Experience Philadelphia Museum of Dance at the Barnes Foundation

Posted October 1st, 2018

The 2018 Fringe Festival performances of Boris Charmatz’s manger, were part of a larger project, Philadelphia Museum of Dance, which concludes in a  free public event at the Barnes Foundation on October 6 with a rich collection of performances.

The day-long event will explore the tension between public and private experiences, while offering a new opportunity to engage with how dance and visual art are exhibited. Known for his innovative exploration of choreographic assembly, internationally acclaimed French choreographer Charmatz co-curates the six-hour (3-9pm) public performance. See the full schedule here.

The event will allow its audience to explore new experiences, in a novel kind of museum that permits audience members to move through outdoor and indoor performance locations and witness choreography performed around and among fellow museum-goers. Guests will witness the Barnes Foundation transform. With dance performances taking place in nearly every corner, the museum will seemingly come alive. Audiences will interact directly by wandering through the dance “galleries.” As with any museum visit, it will be up to the audience to find juxtapositions between the exhibits. Performers will be spatially adjacent to audiences, with no proscenium separation, or interspersed with the audience, to facilitate maximum audience-performer interaction.

danse de nuit by Boris Charmatz. Photo © Boris Brussey.

To begin, Charmatz will lead a group warm-up to awaken the body and mind. Guests can meander through the Solo Forest, where multiple simultaneous solos will be performed by a diverse group of dancer artists; take a break in the auditorium while watching a program of curated dance on film; or participate in a Soul Train. One goal of Philadelphia Museum of Dance is that guests curate their own experience according to their interests. With so many different performances and interactive elements on offer, guests can choose what they want their day to look like.

“We look forward to activating the full Barnes campus with the performances of Drexel University’s Westphal College of Media Arts & Design’s Philadelphia Museum of Dance,” said Thom Collins, executive director and president of the Barnes Foundation. “The Barnes will come alive in a new dynamic way for this day-long, immersive dance event, and we look forward to welcoming the public—everyone from students, visual art and performance enthusiasts, and the culturally curious—to participate in this unique experience.”

Boris Charmatz. Photo © Caroline Ablain

The Barnes’ coffee bar, café, and restaurant will be open during normal operating hours and, since the Barnes Foundation will be open well past its usual closing time, a food truck will be stationed outside for museum-goers who need to re-fuel.

Philadelphia Museum of Dance will conclude with Charmatz’ work danse de nuit (Dance of the Night), a work for six dancers created as a response to the Charlie Hebdo terror attacks that examines the idea of public choreographic assembly as a way to see private and personal responses to political events.

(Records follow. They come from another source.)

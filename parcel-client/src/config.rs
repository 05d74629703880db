//! Client configuration

use crate::retry::RetryPolicy;
use parcel_core::{ParcelError, Result};
use serde::{Deserialize, Serialize};
use std::path::Path;
use std::time::Duration;

/// Default connect timeout (10 seconds)
pub const DEFAULT_CONNECT_TIMEOUT_SECS: u64 = 10;

/// Default timeout for one request, body included (120 seconds)
pub const DEFAULT_REQUEST_TIMEOUT_SECS: u64 = 120;

/// Client configuration
///
/// Deserializes from JSON with every field optional; durations are given in
/// milliseconds.
#[derive(Debug, Clone, PartialEq, Serialize, Deserialize)]
#[serde(default)]
pub struct ClientConfig {
    /// Base URL of the service, e.g. `http://127.0.0.1:9000`
    pub endpoint: String,
    /// Verify part checksums against the server's report
    pub enable_crc: bool,
    pub retry: RetryPolicy,
    #[serde(with = "millis")]
    pub connect_timeout: Duration,
    #[serde(with = "millis")]
    pub request_timeout: Duration,
    pub user_agent: String,
}

impl Default for ClientConfig {
    fn default() -> Self {
        ClientConfig {
            endpoint: String::new(),
            enable_crc: true,
            retry: RetryPolicy::default(),
            connect_timeout: Duration::from_secs(DEFAULT_CONNECT_TIMEOUT_SECS),
            request_timeout: Duration::from_secs(DEFAULT_REQUEST_TIMEOUT_SECS),
            user_agent: format!("parcel/{}", env!("CARGO_PKG_VERSION")),
        }
    }
}

impl ClientConfig {
    pub fn new(endpoint: impl Into<String>) -> Self {
        ClientConfig {
            endpoint: endpoint.into(),
            ..Default::default()
        }
    }

    pub fn from_json(json: &str) -> Result<Self> {
        Ok(serde_json::from_str(json)?)
    }

    pub fn from_file(path: impl AsRef<Path>) -> Result<Self> {
        let json = std::fs::read_to_string(path)?;
        Self::from_json(&json)
    }

    pub fn with_crc(mut self, enable: bool) -> Self {
        self.enable_crc = enable;
        self
    }

    pub fn with_retry(mut self, retry: RetryPolicy) -> Self {
        self.retry = retry;
        self
    }

    pub fn with_connect_timeout(mut self, timeout: Duration) -> Self {
        self.connect_timeout = timeout;
        self
    }

    pub fn with_request_timeout(mut self, timeout: Duration) -> Self {
        self.request_timeout = timeout;
        self
    }

    pub fn with_user_agent(mut self, user_agent: impl Into<String>) -> Self {
        self.user_agent = user_agent.into();
        self
    }

    /// Reject settings no request could succeed with
    pub fn validate(&self) -> Result<()> {
        if self.retry.max_attempts == 0 {
            return Err(ParcelError::invalid_input("retry.max_attempts must be at least 1"));
        }
        if self.request_timeout.is_zero() {
            return Err(ParcelError::invalid_input("request_timeout must be positive"));
        }
        Ok(())
    }
}

/// `Duration` as integer milliseconds
pub(crate) mod millis {
    use serde::{Deserialize, Deserializer, Serializer};
    use std::time::Duration;

    pub fn serialize<S: Serializer>(value: &Duration, serializer: S) -> Result<S::Ok, S::Error> {
        serializer.serialize_u64(value.as_millis() as u64)
    }

    pub fn deserialize<'de, D: Deserializer<'de>>(deserializer: D) -> Result<Duration, D::Error> {
        Ok(Duration::from_millis(u64::deserialize(deserializer)?))
    }
}

/// `Option<Duration>` as integer milliseconds or null
pub(crate) mod optional_millis {
    use serde::{Deserialize, Deserializer, Serializer};
    use std::time::Duration;

    pub fn serialize<S: Serializer>(
        value: &Option<Duration>,
        serializer: S,
    ) -> Result<S::Ok, S::Error> {
        match value {
            Some(value) => serializer.serialize_some(&(value.as_millis() as u64)),
            None => serializer.serialize_none(),
        }
    }

    pub fn deserialize<'de, D: Deserializer<'de>>(
        deserializer: D,
    ) -> Result<Option<Duration>, D::Error> {
        Ok(Option::<u64>::deserialize(deserializer)?.map(Duration::from_millis))
    }
}
//! Core data types for parcel

use serde::{Deserialize, Serialize};
use std::sync::atomic::{AtomicU8, Ordering};
use std::sync::Arc;

/// Lifecycle of an upload session
#[derive(Debug, Clone, Copy, PartialEq, Eq, Serialize, Deserialize)]
pub enum SessionState {
    Active,
    Completed,
    Aborted,
}

impl SessionState {
    fn from_u8(value: u8) -> Self {
        match value {
            1 => SessionState::Completed,
            2 => SessionState::Aborted,
            _ => SessionState::Active,
        }
    }

    fn as_u8(self) -> u8 {
        match self {
            SessionState::Active => 0,
            SessionState::Completed => 1,
            SessionState::Aborted => 2,
        }
    }
}

/// A logical multipart upload: target bucket and key plus the opaque upload id
///
/// Clones share lifecycle state, so a session completed through one clone is
/// seen as completed by all of them.
#[derive(Debug, Clone)]
pub struct UploadSession {
    bucket: String,
    key: String,
    upload_id: String,
    state: Arc<AtomicU8>,
}

impl UploadSession {
    /// Wrap an upload id returned by the service
    pub fn new(
        bucket: impl Into<String>,
        key: impl Into<String>,
        upload_id: impl Into<String>,
    ) -> Self {
        UploadSession {
            bucket: bucket.into(),
            key: key.into(),
            upload_id: upload_id.into(),
            state: Arc::new(AtomicU8::new(SessionState::Active.as_u8())),
        }
    }

    /// Rebuild a session for an upload discovered by listing
    pub fn resume(
        bucket: impl Into<String>,
        key: impl Into<String>,
        upload_id: impl Into<String>,
    ) -> Self {
        Self::new(bucket, key, upload_id)
    }

    pub fn bucket(&self) -> &str {
        &self.bucket
    }

    pub fn key(&self) -> &str {
        &self.key
    }

    pub fn upload_id(&self) -> &str {
        &self.upload_id
    }

    pub fn state(&self) -> SessionState {
        SessionState::from_u8(self.state.load(Ordering::Acquire))
    }

    pub fn is_active(&self) -> bool {
        self.state() == SessionState::Active
    }

    /// Check the session can still carry part, listing or completion calls
    pub fn ensure_active(&self) -> crate::Result<()> {
        if self.upload_id.is_empty() {
            return Err(crate::ParcelError::invalid_input("upload id is empty"));
        }
        match self.state() {
            SessionState::Active => Ok(()),
            state => Err(crate::ParcelError::InvalidInput(format!(
                "upload '{}' is already {:?}",
                self.upload_id, state
            ))),
        }
    }

    /// Move an active session to a terminal state
    ///
    /// Returns the state observed before the transition; a session that was
    /// already terminated keeps its first terminal state.
    pub fn terminate(&self, state: SessionState) -> SessionState {
        match self.state.compare_exchange(
            SessionState::Active.as_u8(),
            state.as_u8(),
            Ordering::AcqRel,
            Ordering::Acquire,
        ) {
            Ok(previous) | Err(previous) => SessionState::from_u8(previous),
        }
    }
}

/// Descriptor of an uploaded part, as needed by the completion manifest
#[derive(Debug, Clone, PartialEq, Eq, Serialize, Deserialize)]
pub struct UploadedPart {
    pub part_number: u32,
    pub etag: String,
}

impl UploadedPart {
    pub fn new(part_number: u32, etag: impl Into<String>) -> Self {
        UploadedPart {
            part_number,
            etag: etag.into(),
        }
    }
}

/// Diagnostics attached to every server response
#[derive(Debug, Clone, Default, PartialEq, Eq, Serialize, Deserialize)]
pub struct RequestInfo {
    pub status_code: u16,
    pub request_id: String,
    pub host_id: String,
}
//! Main client implementation

use crate::config::ClientConfig;
use crate::retry::{Classifier, FnAttempt, Retryer};
use crate::transport::HttpTransport;
use parcel_core::{ParcelError, RequestInfo, Result, UploadSession};
use parcel_net::protocol::{expect, query};
use parcel_net::{
    decode_body, InitiateMultipartUploadResult, Method, Transport, TransportRequest,
    TransportResponse,
};
use serde::Serialize;
use std::sync::Arc;
use tokio_util::sync::CancellationToken;
use tracing::info;

/// Multipart upload client
///
/// Cloning is cheap; clones share the transport and configuration, and every
/// operation may run concurrently with any other.
pub struct Client<T: Transport = HttpTransport> {
    inner: Arc<ClientInner<T>>,
}

struct ClientInner<T> {
    transport: T,
    config: ClientConfig,
}

impl<T: Transport> Clone for Client<T> {
    fn clone(&self) -> Self {
        Client {
            inner: Arc::clone(&self.inner),
        }
    }
}

impl Client<HttpTransport> {
    /// Create a client talking HTTP to `config.endpoint`
    pub fn new(config: ClientConfig) -> Result<Self> {
        config.validate()?;
        let transport = HttpTransport::new(&config)?;
        Ok(Self::with_transport(transport, config))
    }
}

impl<T: Transport> Client<T> {
    /// Create a client over any transport
    pub fn with_transport(transport: T, config: ClientConfig) -> Self {
        Client {
            inner: Arc::new(ClientInner { transport, config }),
        }
    }

    pub fn config(&self) -> &ClientConfig {
        &self.inner.config
    }

    pub fn transport(&self) -> &T {
        &self.inner.transport
    }

    /// Send one request and require one of the `expected` statuses
    pub(crate) async fn round_trip<'r>(
        &'r self,
        request: TransportRequest<'r>,
        expected: &[u16],
    ) -> Result<TransportResponse> {
        let response = self.inner.transport.send(request).await?;
        if expected.contains(&response.status) {
            Ok(response)
        } else {
            Err(ParcelError::Server(response.server_error()))
        }
    }

    pub(crate) fn retryer<'a>(
        &'a self,
        classifier: Classifier,
        cancel: Option<&'a CancellationToken>,
        operation: &'static str,
    ) -> Retryer<'a> {
        Retryer::new(&self.inner.config.retry, classifier, operation).with_cancellation(cancel)
    }

    /// Start a multipart upload for `bucket`/`key`
    pub async fn create_multipart_upload(
        &self,
        input: CreateMultipartUploadInput,
    ) -> Result<CreateMultipartUploadOutput> {
        if input.bucket.is_empty() || input.key.is_empty() {
            return Err(ParcelError::invalid_input("bucket and key are required"));
        }

        let bucket = input.bucket.as_str();
        let key = input.key.as_str();
        let mut attempt = FnAttempt(move || {
            let request =
                TransportRequest::new(Method::POST, bucket, key).with_query(query::UPLOADS, "");
            self.round_trip(request, expect::CREATE)
        });
        let response = self
            .retryer(Classifier::ServerError, input.cancel.as_ref(), "create_multipart_upload")
            .run(&mut attempt)
            .await?;

        let request_info = response.request_info();
        let body: InitiateMultipartUploadResult =
            decode_body(&response.body, &request_info.request_id)?;
        if body.upload_id.is_empty() {
            return Err(ParcelError::InvalidResponse(format!(
                "no upload id in response, request id '{}'",
                request_info.request_id
            )));
        }

        info!("Created multipart upload {} for {}/{}", body.upload_id, bucket, key);
        Ok(CreateMultipartUploadOutput {
            session: UploadSession::new(bucket, key, body.upload_id),
            encoding_type: body.encoding_type,
            request_info,
        })
    }
}

#[derive(Debug, Clone, Default)]
pub struct CreateMultipartUploadInput {
    pub bucket: String,
    pub key: String,
    pub cancel: Option<CancellationToken>,
}

impl CreateMultipartUploadInput {
    pub fn new(bucket: impl Into<String>, key: impl Into<String>) -> Self {
        CreateMultipartUploadInput {
            bucket: bucket.into(),
            key: key.into(),
            cancel: None,
        }
    }

    pub fn with_cancellation(mut self, cancel: CancellationToken) -> Self {
        self.cancel = Some(cancel);
        self
    }
}

#[derive(Debug, Clone, Serialize)]
pub struct CreateMultipartUploadOutput {
    pub request_info: RequestInfo,
    #[serde(skip)]
    pub session: UploadSession,
    pub encoding_type: String,
}

impl CreateMultipartUploadOutput {
    pub fn upload_id(&self) -> &str {
        self.session.upload_id()
    }
}
//! Bandwidth limiting for part bodies

use parcel_core::{ParcelError, Result};
use std::sync::Mutex;
use std::time::{Duration, Instant};

/// Shared byte budget consulted before every read of a part body
pub trait RateLimiter: Send + Sync {
    /// Ask for up to `want` bytes
    ///
    /// Returns the number of bytes granted (at least one, at most `want`),
    /// or how long to wait before asking again.
    fn acquire(&self, want: u64) -> std::result::Result<u64, Duration>;
}

impl std::fmt::Debug for dyn RateLimiter {
    fn fmt(&self, f: &mut std::fmt::Formatter<'_>) -> std::fmt::Result {
        f.write_str("RateLimiter")
    }
}

struct Bucket {
    tokens: f64,
    refilled_at: Instant,
}

/// Token bucket refilled at `rate` bytes per second, holding at most
/// `capacity` bytes
///
/// Grants are partial: a read larger than the bucket gets what is available,
/// so no request ever waits for more than `capacity` tokens.
pub struct TokenBucketRateLimiter {
    rate: f64,
    capacity: f64,
    bucket: Mutex<Bucket>,
}

impl TokenBucketRateLimiter {
    /// Create a limiter that starts full
    pub fn new(rate: u64, capacity: u64) -> Result<Self> {
        if rate == 0 || capacity == 0 {
            return Err(ParcelError::invalid_input(
                "rate limiter rate and capacity must be positive",
            ));
        }
        Ok(TokenBucketRateLimiter {
            rate: rate as f64,
            capacity: capacity as f64,
            bucket: Mutex::new(Bucket {
                tokens: capacity as f64,
                refilled_at: Instant::now(),
            }),
        })
    }

    pub fn rate(&self) -> u64 {
        self.rate as u64
    }

    pub fn capacity(&self) -> u64 {
        self.capacity as u64
    }
}

impl RateLimiter for TokenBucketRateLimiter {
    fn acquire(&self, want: u64) -> std::result::Result<u64, Duration> {
        let want = want.max(1);
        let mut bucket = self.bucket.lock().unwrap_or_else(|e| e.into_inner());

        let now = Instant::now();
        let elapsed = now.duration_since(bucket.refilled_at).as_secs_f64();
        bucket.tokens = (bucket.tokens + elapsed * self.rate).min(self.capacity);
        bucket.refilled_at = now;

        if bucket.tokens >= 1.0 {
            let granted = (bucket.tokens.floor() as u64).min(want);
            bucket.tokens -= granted as f64;
            return Ok(granted);
        }

        let needed = (want as f64).min(self.capacity) - bucket.tokens;
        Err(Duration::from_secs_f64(needed / self.rate))
    }
}
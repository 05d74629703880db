//! The seam between the upload logic and an HTTP implementation

use crate::protocol::headers;
use crate::wire::ErrorResult;
use bytes::Bytes;
use hyper::header::{HeaderName, HeaderValue};
use parcel_core::{RequestInfo, ServerError, TransportError};
use std::fmt;
use std::future::Future;
use tokio::io::AsyncRead;

pub use hyper::{HeaderMap, Method};

/// Request payload
pub enum RequestBody<'a> {
    Empty,
    Full(Bytes),
    /// Bytes pulled from a caller-owned reader while the request is sent
    Stream(&'a mut (dyn AsyncRead + Send + Unpin + 'a)),
}

impl fmt::Debug for RequestBody<'_> {
    fn fmt(&self, f: &mut fmt::Formatter<'_>) -> fmt::Result {
        match self {
            RequestBody::Empty => f.write_str("Empty"),
            RequestBody::Full(bytes) => write!(f, "Full({} bytes)", bytes.len()),
            RequestBody::Stream(_) => f.write_str("Stream"),
        }
    }
}

/// One HTTP exchange, addressed by bucket and key
#[derive(Debug)]
pub struct TransportRequest<'a> {
    pub method: Method,
    pub bucket: &'a str,
    pub key: &'a str,
    pub query: Vec<(&'static str, String)>,
    pub headers: Vec<(&'static str, String)>,
    pub content_length: Option<u64>,
    pub body: RequestBody<'a>,
}

impl<'a> TransportRequest<'a> {
    pub fn new(method: Method, bucket: &'a str, key: &'a str) -> Self {
        TransportRequest {
            method,
            bucket,
            key,
            query: Vec::new(),
            headers: Vec::new(),
            content_length: None,
            body: RequestBody::Empty,
        }
    }

    pub fn with_query(mut self, name: &'static str, value: impl Into<String>) -> Self {
        self.query.push((name, value.into()));
        self
    }

    /// Add a query parameter only when a value is present
    pub fn with_optional_query<V: ToString>(self, name: &'static str, value: Option<V>) -> Self {
        match value {
            Some(value) => self.with_query(name, value.to_string()),
            None => self,
        }
    }

    pub fn with_header(mut self, name: &'static str, value: impl Into<String>) -> Self {
        self.headers.push((name, value.into()));
        self
    }

    pub fn with_body(mut self, body: RequestBody<'a>, content_length: Option<u64>) -> Self {
        self.body = body;
        self.content_length = content_length;
        self
    }

    pub fn query_value(&self, name: &str) -> Option<&str> {
        self.query
            .iter()
            .find(|(n, _)| *n == name)
            .map(|(_, v)| v.as_str())
    }

    pub fn header_value(&self, name: &str) -> Option<&str> {
        self.headers
            .iter()
            .find(|(n, _)| n.eq_ignore_ascii_case(name))
            .map(|(_, v)| v.as_str())
    }
}

/// A fully received response
#[derive(Debug, Clone)]
pub struct TransportResponse {
    pub status: u16,
    pub headers: HeaderMap,
    pub body: Bytes,
}

impl TransportResponse {
    pub fn new(status: u16) -> Self {
        TransportResponse {
            status,
            headers: HeaderMap::new(),
            body: Bytes::new(),
        }
    }

    /// Attach a header; names or values that are not valid HTTP are skipped
    pub fn with_header(mut self, name: &str, value: &str) -> Self {
        if let (Ok(name), Ok(value)) = (HeaderName::try_from(name), HeaderValue::try_from(value)) {
            self.headers.insert(name, value);
        }
        self
    }

    pub fn with_body(mut self, body: impl Into<Bytes>) -> Self {
        self.body = body.into();
        self
    }

    pub fn header(&self, name: &str) -> Option<&str> {
        self.headers.get(name).and_then(|v| v.to_str().ok())
    }

    pub fn request_id(&self) -> &str {
        self.header(headers::REQUEST_ID).unwrap_or_default()
    }

    pub fn request_info(&self) -> RequestInfo {
        RequestInfo {
            status_code: self.status,
            request_id: self.request_id().to_string(),
            host_id: self.header(headers::ID_2).unwrap_or_default().to_string(),
        }
    }

    /// Build the service error for an unexpected status
    ///
    /// Diagnostics come from the JSON error body when present, falling back
    /// to response headers.
    pub fn server_error(&self) -> ServerError {
        let parsed = ErrorResult::parse(&self.body);
        let pick = |body: String, header: &str| {
            if body.is_empty() {
                self.header(header).unwrap_or_default().to_string()
            } else {
                body
            }
        };

        ServerError {
            status: self.status,
            code: parsed.code,
            message: parsed.message,
            request_id: pick(parsed.request_id, headers::REQUEST_ID),
            host_id: pick(parsed.host_id, headers::ID_2),
            ec: pick(parsed.ec, headers::EC),
        }
    }
}

/// Sends requests to the service
///
/// Implementations must surface connection failures that happened before any
/// request byte was written as [`TransportError::Connect`].
pub trait Transport: Send + Sync + 'static {
    fn send<'a>(
        &'a self,
        request: TransportRequest<'a>,
    ) -> impl Future<Output = Result<TransportResponse, TransportError>> + Send + 'a;
}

“Dance is a visual art with a temporal element. As an audience, we experience it visually, not unlike the way we experience visual art in a museum,” said Miriam Giguere, PhD, project director and head of the Performing Arts department at Drexel University’s Westphal College of Media Arts & Design. “We invited Boris Charmatz to co-curate this exhibit because he suggests that community inclusive performance events place the expressive body on exhibition much like visual art exhibitions place objects on display. His questioning leads us to wonder if groups of people gathering to express meaning, whether personal or political, with their physical presence create a performance or an exhibition?”

Support for Philadelphia Museum of Dance has been provided to Westphal College of Media Arts & Design by The Pew Center for Arts & Heritage.

Featured image: Boris Charmatz: Dancing Dialogues,  a residency of performances, lectures, and workshops plus the acclaimed Levee des conflits for 24 dancers co-presented by Drexel University’s Westphal College of Media Arts & Design and FringeArts in 2016. Photo by J. J. Tiziou.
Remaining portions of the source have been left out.